**PROBLEM DESCRIPTION**: For this exercise, return exactly the lines of the material below that begin at the one with "(defaults to stdout)" and stop after the one with "Suppress status messages".

**RECORDS PROVIDED**:
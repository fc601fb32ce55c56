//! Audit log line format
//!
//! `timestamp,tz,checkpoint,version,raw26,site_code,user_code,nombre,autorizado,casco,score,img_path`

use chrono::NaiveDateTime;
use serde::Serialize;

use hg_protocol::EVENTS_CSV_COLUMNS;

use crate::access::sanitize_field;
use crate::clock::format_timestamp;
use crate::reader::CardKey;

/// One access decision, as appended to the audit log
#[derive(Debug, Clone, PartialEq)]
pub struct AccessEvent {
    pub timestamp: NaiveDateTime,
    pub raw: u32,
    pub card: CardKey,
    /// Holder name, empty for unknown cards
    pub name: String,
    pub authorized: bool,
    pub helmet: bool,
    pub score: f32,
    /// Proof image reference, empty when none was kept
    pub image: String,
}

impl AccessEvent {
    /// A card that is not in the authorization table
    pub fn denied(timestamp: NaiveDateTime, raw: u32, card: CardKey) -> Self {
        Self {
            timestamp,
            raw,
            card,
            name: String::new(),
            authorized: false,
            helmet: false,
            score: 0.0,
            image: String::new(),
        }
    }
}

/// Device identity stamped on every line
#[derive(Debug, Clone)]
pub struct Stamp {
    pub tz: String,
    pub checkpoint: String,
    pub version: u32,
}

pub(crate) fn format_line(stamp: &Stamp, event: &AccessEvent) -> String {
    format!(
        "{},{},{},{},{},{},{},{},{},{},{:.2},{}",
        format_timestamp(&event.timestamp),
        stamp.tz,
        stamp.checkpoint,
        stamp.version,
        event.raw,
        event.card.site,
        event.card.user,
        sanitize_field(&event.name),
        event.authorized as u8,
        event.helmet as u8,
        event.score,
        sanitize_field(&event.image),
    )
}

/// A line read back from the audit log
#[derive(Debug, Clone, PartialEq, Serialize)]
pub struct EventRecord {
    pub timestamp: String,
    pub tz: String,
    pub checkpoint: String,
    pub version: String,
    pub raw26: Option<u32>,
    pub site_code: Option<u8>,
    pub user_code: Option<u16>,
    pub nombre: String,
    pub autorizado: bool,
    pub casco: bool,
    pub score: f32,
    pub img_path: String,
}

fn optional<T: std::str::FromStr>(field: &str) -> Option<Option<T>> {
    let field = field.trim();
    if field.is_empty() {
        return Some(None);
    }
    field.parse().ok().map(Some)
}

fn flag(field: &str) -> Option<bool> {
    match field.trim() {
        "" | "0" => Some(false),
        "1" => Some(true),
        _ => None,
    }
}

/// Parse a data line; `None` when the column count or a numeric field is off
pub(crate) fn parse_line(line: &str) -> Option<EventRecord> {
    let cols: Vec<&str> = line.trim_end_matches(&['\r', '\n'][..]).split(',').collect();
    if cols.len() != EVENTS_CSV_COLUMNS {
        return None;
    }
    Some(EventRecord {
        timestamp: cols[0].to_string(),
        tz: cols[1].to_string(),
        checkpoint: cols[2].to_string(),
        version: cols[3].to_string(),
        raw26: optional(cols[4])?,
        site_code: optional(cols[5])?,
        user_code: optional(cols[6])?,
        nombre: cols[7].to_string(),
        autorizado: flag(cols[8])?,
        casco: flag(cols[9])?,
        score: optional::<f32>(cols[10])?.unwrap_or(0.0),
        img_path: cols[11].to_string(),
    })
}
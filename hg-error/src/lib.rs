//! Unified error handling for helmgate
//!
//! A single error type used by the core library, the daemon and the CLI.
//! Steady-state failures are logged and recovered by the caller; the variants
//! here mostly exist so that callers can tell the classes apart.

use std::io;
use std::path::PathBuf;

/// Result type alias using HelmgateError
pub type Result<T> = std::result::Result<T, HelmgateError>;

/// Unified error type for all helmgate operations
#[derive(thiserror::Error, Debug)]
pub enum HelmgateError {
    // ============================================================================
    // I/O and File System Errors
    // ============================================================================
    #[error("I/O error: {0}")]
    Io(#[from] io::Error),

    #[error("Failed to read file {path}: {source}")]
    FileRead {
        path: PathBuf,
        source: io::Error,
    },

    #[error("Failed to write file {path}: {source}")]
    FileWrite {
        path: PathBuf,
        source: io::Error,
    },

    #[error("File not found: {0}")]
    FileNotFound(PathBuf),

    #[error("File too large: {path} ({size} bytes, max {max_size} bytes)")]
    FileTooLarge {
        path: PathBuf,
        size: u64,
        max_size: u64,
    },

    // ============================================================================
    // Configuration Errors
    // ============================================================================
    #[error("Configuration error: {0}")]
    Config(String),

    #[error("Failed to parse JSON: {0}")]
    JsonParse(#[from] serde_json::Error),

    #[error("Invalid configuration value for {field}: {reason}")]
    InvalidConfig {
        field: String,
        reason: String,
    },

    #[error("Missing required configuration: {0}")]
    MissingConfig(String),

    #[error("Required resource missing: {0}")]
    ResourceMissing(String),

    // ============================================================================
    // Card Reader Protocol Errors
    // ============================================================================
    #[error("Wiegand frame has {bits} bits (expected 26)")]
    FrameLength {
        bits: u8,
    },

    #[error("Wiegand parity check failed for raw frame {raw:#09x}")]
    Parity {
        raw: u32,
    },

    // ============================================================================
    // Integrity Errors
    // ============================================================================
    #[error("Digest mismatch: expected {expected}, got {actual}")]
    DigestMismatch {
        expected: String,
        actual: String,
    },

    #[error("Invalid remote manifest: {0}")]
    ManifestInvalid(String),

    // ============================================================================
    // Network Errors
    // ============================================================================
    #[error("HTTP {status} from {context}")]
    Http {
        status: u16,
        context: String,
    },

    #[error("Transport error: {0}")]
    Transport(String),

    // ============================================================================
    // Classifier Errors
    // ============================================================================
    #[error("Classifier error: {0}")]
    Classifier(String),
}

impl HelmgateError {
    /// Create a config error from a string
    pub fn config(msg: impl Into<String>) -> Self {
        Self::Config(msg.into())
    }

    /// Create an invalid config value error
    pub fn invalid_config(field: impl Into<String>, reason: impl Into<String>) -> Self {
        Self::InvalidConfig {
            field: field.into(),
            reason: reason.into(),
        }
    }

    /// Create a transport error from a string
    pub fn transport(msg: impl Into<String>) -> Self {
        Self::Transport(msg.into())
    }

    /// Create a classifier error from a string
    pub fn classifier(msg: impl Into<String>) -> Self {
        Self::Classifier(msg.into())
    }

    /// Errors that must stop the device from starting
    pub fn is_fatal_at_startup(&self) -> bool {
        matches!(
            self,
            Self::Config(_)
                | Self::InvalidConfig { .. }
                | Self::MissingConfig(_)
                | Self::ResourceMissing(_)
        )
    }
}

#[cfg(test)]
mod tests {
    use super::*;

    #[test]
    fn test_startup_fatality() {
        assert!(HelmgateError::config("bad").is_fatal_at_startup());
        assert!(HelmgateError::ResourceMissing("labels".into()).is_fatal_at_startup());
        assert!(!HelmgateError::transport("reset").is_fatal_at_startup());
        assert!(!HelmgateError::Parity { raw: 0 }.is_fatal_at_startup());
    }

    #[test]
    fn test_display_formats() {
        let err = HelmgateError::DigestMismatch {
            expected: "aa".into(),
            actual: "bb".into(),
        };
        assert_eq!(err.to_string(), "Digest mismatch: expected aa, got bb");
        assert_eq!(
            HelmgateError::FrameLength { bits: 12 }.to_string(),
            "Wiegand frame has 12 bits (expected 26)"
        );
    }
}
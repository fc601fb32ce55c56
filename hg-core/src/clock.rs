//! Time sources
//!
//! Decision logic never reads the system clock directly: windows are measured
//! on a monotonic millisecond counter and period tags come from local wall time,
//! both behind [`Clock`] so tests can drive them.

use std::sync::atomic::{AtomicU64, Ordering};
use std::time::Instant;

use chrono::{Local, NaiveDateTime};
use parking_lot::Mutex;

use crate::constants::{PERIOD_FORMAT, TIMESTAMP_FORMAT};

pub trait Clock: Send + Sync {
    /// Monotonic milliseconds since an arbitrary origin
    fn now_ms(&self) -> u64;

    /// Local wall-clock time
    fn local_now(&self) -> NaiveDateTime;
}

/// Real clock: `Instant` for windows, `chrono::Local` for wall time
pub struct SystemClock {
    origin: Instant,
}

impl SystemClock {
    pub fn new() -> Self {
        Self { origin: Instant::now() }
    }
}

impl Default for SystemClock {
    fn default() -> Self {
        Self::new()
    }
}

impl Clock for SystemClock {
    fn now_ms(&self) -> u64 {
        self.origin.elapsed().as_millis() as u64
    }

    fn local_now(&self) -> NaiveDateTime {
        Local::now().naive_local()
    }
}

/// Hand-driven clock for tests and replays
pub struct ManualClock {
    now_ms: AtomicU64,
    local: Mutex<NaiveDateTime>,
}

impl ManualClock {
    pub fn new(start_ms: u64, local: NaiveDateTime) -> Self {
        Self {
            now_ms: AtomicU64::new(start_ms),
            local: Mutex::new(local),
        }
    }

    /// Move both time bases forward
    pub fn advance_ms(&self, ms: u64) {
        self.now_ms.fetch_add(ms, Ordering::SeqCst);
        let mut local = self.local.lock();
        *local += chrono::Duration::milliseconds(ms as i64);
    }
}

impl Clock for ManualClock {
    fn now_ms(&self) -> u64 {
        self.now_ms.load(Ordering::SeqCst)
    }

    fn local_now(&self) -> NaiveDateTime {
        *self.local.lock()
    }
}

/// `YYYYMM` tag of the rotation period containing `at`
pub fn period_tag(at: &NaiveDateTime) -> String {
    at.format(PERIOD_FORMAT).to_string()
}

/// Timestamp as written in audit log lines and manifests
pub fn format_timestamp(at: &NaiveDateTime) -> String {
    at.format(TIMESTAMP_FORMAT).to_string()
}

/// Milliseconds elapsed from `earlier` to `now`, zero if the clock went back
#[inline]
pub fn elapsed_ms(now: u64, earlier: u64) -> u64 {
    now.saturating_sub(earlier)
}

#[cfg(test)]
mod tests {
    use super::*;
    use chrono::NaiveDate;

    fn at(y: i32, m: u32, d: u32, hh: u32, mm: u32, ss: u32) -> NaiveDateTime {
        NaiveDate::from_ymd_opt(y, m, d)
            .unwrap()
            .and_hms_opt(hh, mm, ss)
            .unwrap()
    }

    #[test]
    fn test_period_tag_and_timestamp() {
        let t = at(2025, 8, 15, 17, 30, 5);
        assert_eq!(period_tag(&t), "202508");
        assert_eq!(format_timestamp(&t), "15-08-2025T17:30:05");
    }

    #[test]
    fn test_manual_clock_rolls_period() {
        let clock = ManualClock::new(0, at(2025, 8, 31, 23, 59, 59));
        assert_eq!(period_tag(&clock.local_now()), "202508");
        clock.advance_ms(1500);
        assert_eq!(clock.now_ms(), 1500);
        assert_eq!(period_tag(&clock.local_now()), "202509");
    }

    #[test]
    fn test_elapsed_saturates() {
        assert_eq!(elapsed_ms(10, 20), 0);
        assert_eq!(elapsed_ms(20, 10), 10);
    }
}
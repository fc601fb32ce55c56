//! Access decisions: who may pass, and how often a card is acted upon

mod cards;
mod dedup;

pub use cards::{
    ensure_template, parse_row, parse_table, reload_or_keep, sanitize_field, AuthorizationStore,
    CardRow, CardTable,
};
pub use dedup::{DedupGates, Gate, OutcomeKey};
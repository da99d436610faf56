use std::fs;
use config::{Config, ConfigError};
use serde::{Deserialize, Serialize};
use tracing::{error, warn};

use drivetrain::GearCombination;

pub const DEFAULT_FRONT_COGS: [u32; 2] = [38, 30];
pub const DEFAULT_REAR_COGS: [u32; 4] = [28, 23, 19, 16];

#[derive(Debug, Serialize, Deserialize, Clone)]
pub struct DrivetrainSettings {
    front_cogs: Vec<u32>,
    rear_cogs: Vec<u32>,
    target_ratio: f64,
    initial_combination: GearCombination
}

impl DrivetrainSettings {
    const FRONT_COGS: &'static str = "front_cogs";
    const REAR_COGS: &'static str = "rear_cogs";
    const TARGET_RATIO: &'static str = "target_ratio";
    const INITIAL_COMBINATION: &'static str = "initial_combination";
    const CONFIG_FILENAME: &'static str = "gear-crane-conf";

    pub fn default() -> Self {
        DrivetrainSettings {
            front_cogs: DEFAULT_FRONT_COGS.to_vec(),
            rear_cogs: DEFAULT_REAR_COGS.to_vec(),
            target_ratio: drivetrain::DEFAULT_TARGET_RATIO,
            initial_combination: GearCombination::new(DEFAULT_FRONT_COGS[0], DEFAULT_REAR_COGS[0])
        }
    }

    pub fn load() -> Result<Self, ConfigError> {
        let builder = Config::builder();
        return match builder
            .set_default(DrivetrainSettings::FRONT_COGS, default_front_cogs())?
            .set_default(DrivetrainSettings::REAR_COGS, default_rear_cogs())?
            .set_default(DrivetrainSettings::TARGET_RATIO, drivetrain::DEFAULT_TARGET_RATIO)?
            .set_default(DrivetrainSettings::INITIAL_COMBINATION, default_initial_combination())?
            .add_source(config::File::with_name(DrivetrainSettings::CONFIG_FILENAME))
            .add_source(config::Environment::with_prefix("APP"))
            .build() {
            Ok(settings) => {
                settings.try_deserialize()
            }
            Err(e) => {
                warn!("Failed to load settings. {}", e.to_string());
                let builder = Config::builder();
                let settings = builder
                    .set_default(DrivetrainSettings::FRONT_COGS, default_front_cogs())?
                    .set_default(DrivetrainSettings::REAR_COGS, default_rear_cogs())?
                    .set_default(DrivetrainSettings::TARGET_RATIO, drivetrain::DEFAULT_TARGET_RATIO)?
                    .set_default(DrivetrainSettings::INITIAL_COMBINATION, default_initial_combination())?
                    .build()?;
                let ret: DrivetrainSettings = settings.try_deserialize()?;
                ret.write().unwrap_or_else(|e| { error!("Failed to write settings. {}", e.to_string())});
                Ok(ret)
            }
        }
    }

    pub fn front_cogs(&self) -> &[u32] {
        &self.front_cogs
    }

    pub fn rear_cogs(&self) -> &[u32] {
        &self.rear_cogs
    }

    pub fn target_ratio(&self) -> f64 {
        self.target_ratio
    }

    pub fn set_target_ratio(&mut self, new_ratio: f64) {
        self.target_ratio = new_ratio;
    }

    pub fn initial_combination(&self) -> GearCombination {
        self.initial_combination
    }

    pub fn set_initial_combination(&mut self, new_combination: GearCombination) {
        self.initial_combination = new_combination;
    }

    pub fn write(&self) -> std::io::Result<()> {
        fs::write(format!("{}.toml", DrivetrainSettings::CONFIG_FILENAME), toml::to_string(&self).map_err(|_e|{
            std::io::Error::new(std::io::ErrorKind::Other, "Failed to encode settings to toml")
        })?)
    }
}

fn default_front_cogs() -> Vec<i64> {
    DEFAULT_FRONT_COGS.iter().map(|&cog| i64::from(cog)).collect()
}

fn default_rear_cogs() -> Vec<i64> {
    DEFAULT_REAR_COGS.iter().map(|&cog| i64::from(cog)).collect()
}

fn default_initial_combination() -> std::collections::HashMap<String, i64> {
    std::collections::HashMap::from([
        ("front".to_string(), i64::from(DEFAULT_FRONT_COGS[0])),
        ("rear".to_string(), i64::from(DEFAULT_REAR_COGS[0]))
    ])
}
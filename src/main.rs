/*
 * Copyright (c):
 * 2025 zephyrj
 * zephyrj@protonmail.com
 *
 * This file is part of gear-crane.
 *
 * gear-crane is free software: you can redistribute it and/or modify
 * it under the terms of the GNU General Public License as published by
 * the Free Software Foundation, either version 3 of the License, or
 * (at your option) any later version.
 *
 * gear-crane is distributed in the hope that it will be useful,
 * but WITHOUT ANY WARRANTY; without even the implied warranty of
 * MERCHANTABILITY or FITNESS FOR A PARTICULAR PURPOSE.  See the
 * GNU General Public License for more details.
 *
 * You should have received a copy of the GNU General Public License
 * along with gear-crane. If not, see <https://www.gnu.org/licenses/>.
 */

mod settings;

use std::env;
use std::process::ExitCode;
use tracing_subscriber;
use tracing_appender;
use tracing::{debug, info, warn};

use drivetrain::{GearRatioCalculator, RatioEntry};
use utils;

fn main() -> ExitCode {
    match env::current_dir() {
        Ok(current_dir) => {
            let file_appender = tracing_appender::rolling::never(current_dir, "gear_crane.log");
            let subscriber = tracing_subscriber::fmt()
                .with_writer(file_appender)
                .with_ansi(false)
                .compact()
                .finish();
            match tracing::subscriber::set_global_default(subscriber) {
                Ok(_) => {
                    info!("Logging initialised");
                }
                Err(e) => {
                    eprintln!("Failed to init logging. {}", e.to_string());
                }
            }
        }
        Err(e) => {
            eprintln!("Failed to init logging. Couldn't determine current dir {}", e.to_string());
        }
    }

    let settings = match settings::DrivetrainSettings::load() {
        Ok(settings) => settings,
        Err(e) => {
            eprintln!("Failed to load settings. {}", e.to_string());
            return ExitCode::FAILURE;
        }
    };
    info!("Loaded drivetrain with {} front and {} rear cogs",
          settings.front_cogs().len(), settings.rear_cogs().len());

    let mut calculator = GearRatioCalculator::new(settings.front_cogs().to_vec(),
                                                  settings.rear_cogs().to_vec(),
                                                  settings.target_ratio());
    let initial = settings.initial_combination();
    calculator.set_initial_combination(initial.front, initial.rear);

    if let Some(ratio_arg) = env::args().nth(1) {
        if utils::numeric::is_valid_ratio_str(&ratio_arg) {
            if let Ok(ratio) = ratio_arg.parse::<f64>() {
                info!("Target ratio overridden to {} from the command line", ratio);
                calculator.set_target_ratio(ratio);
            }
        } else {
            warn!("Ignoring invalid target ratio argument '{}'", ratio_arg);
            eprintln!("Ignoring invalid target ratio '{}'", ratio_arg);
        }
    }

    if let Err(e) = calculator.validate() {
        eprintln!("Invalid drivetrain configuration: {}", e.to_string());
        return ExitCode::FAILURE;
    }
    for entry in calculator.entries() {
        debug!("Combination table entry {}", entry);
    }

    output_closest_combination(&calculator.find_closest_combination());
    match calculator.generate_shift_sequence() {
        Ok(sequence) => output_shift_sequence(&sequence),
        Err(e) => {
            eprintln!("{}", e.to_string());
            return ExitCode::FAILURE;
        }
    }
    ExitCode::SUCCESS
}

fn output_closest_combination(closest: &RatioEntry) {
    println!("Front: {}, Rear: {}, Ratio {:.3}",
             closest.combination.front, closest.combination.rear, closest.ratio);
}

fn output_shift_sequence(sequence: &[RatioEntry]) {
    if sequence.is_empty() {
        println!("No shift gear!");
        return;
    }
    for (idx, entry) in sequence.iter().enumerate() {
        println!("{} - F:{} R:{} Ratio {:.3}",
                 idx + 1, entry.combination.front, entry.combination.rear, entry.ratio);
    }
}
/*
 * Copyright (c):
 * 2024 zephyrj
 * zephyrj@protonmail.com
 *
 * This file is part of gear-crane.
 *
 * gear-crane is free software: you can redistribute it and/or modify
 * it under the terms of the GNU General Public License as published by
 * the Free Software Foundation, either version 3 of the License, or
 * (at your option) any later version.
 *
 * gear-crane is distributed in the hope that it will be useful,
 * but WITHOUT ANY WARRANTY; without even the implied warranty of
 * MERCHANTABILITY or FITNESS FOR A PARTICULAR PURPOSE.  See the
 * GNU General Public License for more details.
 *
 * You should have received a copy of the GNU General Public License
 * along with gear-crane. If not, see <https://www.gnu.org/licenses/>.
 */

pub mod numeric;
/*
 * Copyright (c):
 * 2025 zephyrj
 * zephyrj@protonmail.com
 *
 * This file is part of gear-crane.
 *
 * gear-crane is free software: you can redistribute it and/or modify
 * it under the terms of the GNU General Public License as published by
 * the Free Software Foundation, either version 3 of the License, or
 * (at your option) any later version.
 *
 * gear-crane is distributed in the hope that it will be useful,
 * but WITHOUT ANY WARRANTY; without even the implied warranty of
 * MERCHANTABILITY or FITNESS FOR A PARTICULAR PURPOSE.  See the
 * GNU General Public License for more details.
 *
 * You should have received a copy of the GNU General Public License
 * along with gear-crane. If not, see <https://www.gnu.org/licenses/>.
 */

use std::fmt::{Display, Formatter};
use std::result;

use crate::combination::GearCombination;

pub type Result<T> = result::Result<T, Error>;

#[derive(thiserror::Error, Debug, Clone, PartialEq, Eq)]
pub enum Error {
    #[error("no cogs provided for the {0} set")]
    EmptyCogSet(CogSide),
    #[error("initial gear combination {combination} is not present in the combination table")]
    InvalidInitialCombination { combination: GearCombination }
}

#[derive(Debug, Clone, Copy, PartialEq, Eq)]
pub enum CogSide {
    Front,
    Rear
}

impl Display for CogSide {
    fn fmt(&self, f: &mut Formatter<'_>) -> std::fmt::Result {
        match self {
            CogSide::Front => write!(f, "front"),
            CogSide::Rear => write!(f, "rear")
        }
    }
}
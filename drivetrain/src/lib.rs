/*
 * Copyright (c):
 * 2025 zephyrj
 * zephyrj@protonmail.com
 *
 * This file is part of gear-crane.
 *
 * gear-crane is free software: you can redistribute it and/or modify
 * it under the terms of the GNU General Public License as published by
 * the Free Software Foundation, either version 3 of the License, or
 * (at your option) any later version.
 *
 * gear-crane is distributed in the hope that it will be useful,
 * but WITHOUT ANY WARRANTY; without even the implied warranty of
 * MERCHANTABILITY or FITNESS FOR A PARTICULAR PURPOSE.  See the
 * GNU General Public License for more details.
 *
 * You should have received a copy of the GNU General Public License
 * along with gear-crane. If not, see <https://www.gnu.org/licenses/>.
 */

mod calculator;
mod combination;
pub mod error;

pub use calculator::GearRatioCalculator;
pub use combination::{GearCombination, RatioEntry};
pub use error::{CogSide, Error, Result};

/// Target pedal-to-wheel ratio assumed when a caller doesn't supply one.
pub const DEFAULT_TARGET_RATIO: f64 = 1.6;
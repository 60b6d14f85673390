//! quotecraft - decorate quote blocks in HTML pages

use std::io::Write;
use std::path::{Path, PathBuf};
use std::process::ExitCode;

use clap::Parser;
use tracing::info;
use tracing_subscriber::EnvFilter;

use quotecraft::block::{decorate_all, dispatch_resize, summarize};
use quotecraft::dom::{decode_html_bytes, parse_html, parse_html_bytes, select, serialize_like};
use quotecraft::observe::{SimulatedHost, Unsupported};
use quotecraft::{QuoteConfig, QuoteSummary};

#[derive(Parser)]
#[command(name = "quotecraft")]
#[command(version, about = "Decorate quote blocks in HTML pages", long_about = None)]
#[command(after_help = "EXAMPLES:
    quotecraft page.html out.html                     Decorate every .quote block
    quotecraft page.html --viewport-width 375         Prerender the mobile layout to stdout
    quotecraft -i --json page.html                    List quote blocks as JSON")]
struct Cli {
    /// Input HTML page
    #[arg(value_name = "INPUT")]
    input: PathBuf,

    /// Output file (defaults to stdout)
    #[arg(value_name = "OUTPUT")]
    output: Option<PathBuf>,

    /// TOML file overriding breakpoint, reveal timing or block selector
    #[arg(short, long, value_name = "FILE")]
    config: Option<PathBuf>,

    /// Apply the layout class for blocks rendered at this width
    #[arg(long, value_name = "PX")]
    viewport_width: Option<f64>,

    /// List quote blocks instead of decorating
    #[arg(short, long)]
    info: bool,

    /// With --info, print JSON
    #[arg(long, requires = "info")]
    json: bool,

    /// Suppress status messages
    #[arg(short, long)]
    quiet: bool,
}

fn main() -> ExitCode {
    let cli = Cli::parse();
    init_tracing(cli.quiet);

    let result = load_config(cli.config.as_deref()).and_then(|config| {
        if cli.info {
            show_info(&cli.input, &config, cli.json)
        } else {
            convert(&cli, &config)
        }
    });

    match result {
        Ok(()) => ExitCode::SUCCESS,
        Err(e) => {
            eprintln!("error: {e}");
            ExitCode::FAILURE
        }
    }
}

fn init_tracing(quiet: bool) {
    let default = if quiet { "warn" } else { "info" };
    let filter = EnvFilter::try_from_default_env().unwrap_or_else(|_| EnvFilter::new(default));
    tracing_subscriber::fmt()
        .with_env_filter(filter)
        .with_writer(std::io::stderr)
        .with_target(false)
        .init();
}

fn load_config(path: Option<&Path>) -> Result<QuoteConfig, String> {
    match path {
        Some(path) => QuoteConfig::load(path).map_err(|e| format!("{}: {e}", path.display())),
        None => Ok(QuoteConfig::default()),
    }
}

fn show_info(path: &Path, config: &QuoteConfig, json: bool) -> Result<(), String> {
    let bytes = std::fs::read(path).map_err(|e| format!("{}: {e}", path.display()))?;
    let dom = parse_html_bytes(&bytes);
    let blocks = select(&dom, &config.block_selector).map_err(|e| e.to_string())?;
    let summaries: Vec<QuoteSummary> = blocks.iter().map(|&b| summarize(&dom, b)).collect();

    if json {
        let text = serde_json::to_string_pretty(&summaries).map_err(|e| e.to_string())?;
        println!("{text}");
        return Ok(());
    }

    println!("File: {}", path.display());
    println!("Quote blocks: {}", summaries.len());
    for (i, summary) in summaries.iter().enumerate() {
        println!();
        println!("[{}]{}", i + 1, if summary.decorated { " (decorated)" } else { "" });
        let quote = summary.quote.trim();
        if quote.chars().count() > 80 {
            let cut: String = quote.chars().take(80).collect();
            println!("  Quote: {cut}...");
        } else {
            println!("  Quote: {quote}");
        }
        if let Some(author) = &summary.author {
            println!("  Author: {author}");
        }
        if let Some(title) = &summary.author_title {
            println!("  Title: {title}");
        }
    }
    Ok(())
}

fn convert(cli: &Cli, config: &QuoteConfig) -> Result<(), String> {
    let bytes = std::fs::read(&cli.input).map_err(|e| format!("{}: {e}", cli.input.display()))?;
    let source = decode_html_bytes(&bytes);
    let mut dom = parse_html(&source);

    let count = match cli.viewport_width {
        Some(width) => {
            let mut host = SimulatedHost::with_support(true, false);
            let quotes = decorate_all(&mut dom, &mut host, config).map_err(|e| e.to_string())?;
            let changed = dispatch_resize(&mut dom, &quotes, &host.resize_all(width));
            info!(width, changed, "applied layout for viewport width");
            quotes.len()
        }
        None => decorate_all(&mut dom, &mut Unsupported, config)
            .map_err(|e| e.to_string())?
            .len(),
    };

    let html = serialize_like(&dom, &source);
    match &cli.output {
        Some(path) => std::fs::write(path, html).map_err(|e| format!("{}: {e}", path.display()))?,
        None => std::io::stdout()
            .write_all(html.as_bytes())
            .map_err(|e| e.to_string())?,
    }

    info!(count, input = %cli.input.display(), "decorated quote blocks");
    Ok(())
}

**SOLUTION TO THIS TASK**:
    /// Output file (defaults to stdout)
    #[arg(value_name = "OUTPUT")]
    output: Option<PathBuf>,

    /// TOML file overriding breakpoint, reveal timing or block selector
    #[arg(short, long, value_name = "FILE")]
    config: Option<PathBuf>,

    /// Apply the layout class for blocks rendered at this width
    #[arg(long, value_name = "PX")]
    viewport_width: Option<f64>,

    /// List quote blocks instead of decorating
    #[arg(short, long)]
    info: bool,

    /// With --info, print JSON
    #[arg(long, requires = "info")]
    json: bool,

    /// Suppress status messages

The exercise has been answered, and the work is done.